Posted 27 January 2013 - 09:26 PM

I would keep calling because in cases of DV the victim doesn't have to press charges any more, now the police can do it without the victims say so where there is sufficient evidence. continued call outs can be used to support the case. This removes the pressure on the victim and possibility mitigates retribution against the victim.

#5 QueenElsa

Posted 27 January 2013 - 09:26 PM

Record the abuse. Then phone the police.  Also talk to the female alone at a quiet time if you can and offer for her to come to your door when it gets bad and ask her to leave him for her safety.  She could be killed next time . sad.gif

#6 WonkieTonkie

Posted 27 January 2013 - 09:27 PM

I would call the police. It might take some more visits but she may eventually ask them for help.

#7 Riotproof

Posted 27 January 2013 - 09:28 PM

I think you need to ring.

#8 Purelle

Posted 27 January 2013 - 09:28 PM

I would call. Every time. Not only does it give police a pattern of abuse it she oes decide to leave you have given her the tools to get a restraining order. Also, what if he lkills her? Could you live with the guilt. I'm not being horrible just realistic. Also one night she might have enough and report him. Police also do not need her to make a complaint to put an interim restraining order in place to protect her if they believe their is abuse occurring. In the end it's up to you, but please consider calling, for your sake not just hers.

#9 uni22corn

Posted 27 January 2013 - 09:29 PM

Having been in a DV relationship I would say call every time. This may just be the time she gets fed up and decides enough is enough. I also think now the police can intervene without her confirming the DV.

#10 Purelle

Posted 27 January 2013 - 09:29 PM

I wouldn't offer your home as safety, for your own safety this is a bad bad bad idea.

#11 BellaMoja

Posted 27 January 2013 - 09:30 PM

I would also ring every time, you could save her life as things could escalate quickly from a slap to more.

#12 Tall Poppy

Posted 27 January 2013 - 09:32 PM

I'd ring every single time. Hopefully the scumbag will be charged soon if the police have enough evidence. If nobody calls he will never be charged.

#13 MrsLexiK

Posted 27 January 2013 - 09:32 PM

I don't know what I would do. Are they denying it because it is sexual and not DV? That would be one of my thoughts, but at the back of my mind I would be thinking "what if" but if it was clear it was DV my DH would probably do the bonehead thing and knock on th door himself if he heard someone screaming for help.

#14 yodie86

Posted 27 January 2013 - 09:34 PM

Thanks everyone, I will ring again now.

I have never seen her alone to be able to chat and I am reluctant to go up and knock on their door.
I am also a little worried about being identified to them as the one who calls but I guess they have already worked it out if we are the only new ones and the Police have only recently started to be called in.

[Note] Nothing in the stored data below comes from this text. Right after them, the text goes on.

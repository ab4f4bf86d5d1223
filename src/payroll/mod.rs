//! Payroll computation.
//!
//! The salary store holds compensation structures, the engine turns them and
//! an attendance summary into one payroll per employee and pay period, and
//! the payslip generator documents each processed payroll.

mod engine;
mod payslip;
mod salary;

pub use engine::{PayrollEngine, ProcessedPayroll};
pub use payslip::PayslipGenerator;
pub use salary::SalaryStructureStore;
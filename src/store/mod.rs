//! Persistence layer for the HR engine.
//!
//! [`MemoryStore`] keeps one [`Table`] per logical table. Uniqueness rules
//! are enforced by the tables themselves when a row is inserted:
//!
//! | table                | unique key                              |
//! |----------------------|-----------------------------------------|
//! | `leave_types`        | id, code, name                          |
//! | `leave_balances`     | (employee, leave type, year)            |
//! | `leave_applications` | id                                      |
//! | `salary_structures`  | employee                                |
//! | `payrolls`           | (employee, pay period), id              |
//! | `payslips`           | payroll, id, payslip code               |

mod table;

pub use table::{DuplicateKey, KeyedLocks, Row, Table, lock};

use uuid::Uuid;

use crate::models::{
    BalanceKey, LeaveApplication, LeaveBalance, LeaveType, Payroll, PayrollKey, Payslip,
    SalaryStructure,
};

/// All engine state, held in memory.
#[derive(Debug)]
pub struct MemoryStore {
    pub(crate) leave_types: Table<Uuid, LeaveType>,
    pub(crate) leave_type_codes: Table<String, Uuid>,
    pub(crate) leave_type_names: Table<String, Uuid>,
    pub(crate) leave_balances: Table<BalanceKey, LeaveBalance>,
    pub(crate) leave_applications: Table<Uuid, LeaveApplication>,
    pub(crate) salary_structures: Table<Uuid, SalaryStructure>,
    pub(crate) payrolls: Table<PayrollKey, Payroll>,
    pub(crate) payroll_ids: Table<Uuid, PayrollKey>,
    /// Keyed by payroll id.
    pub(crate) payslips: Table<Uuid, Payslip>,
    /// Payslip id to payroll id.
    pub(crate) payslip_ids: Table<Uuid, Uuid>,
    /// Payslip code to payroll id.
    pub(crate) payslip_codes: Table<String, Uuid>,
}

impl MemoryStore {
    /// Creates an empty store.
    pub fn new() -> Self {
        Self {
            leave_types: Table::new("leave_types"),
            leave_type_codes: Table::new("leave_types.code"),
            leave_type_names: Table::new("leave_types.name"),
            leave_balances: Table::new("leave_balances"),
            leave_applications: Table::new("leave_applications"),
            salary_structures: Table::new("salary_structures"),
            payrolls: Table::new("payrolls"),
            payroll_ids: Table::new("payrolls.id"),
            payslips: Table::new("payslips"),
            payslip_ids: Table::new("payslips.id"),
            payslip_codes: Table::new("payslips.code"),
        }
    }
}

impl Default for MemoryStore {
    fn default() -> Self {
        Self::new()
    }
}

I didn't know that the police could do that without her asking to press charges.

Off to call police....

#15 kpingitquiet

Posted 27 January 2013 - 09:46 PM

Definitely the right choice. Please keep calling. Someone called for me and saved my life.

#16 SylviaPlath

Posted 27 January 2013 - 11:22 PM

I'm really glad you are calling. Like another pp said, Every.Single. Time. It could be the difference between life and death.

#17 yodie86

Posted 27 January 2013 - 11:23 PM

Just an update - Police came and left, both neighbours are still upstairs. According to them they don't fight.

I am worried that I am starting to look like a nuisance to the local police.

Will call again if/when it happens again though.


#18 allthiseffortpaidoff

Posted 27 January 2013 - 11:29 PM

We had this same situation when we lived in units.

We called the police, every single time.
In the end, the police would come around and let us know to keep calling them as she might stand up to him one day.

Please call every single time.  You never know it might be her 'last chance'.  The d***head next door got drunk and came at her with a knife and she was screaming for someone to help.

We called, he was arrested and she *finally* broke the cycle.

#19 *cough*

Posted 27 January 2013 - 11:30 PM

Call. Call. Call. Did I say call the police!?

#20 Lolpigs

Posted 28 January 2013 - 07:20 AM

QUOTE (Alacritous~Andy @ 27/01/2013, 10:25 PM) <{POST_SNAPBACK}>
I would call the police. Every. Single. Time.  

But that is me, amd I know not everyone will share that opinion.


Yep same here.

She can deny, so the cops don't press charges but the cops will know, it will be obvious if he is hitting her where it is visable.

IMO better you call and she still be alive, even if she can't see that herself right now.

#21 Lolpigs

Posted 28 January 2013 - 07:22 AM

QUOTE (yodie86 @ 28/01/2013, 12:23 AM) <{POST_SNAPBACK}>
Just an update - Police came and left, both neighbours are still upstairs. According to them they don't fight.

I am worried that I am starting to look like a nuisance to the local police.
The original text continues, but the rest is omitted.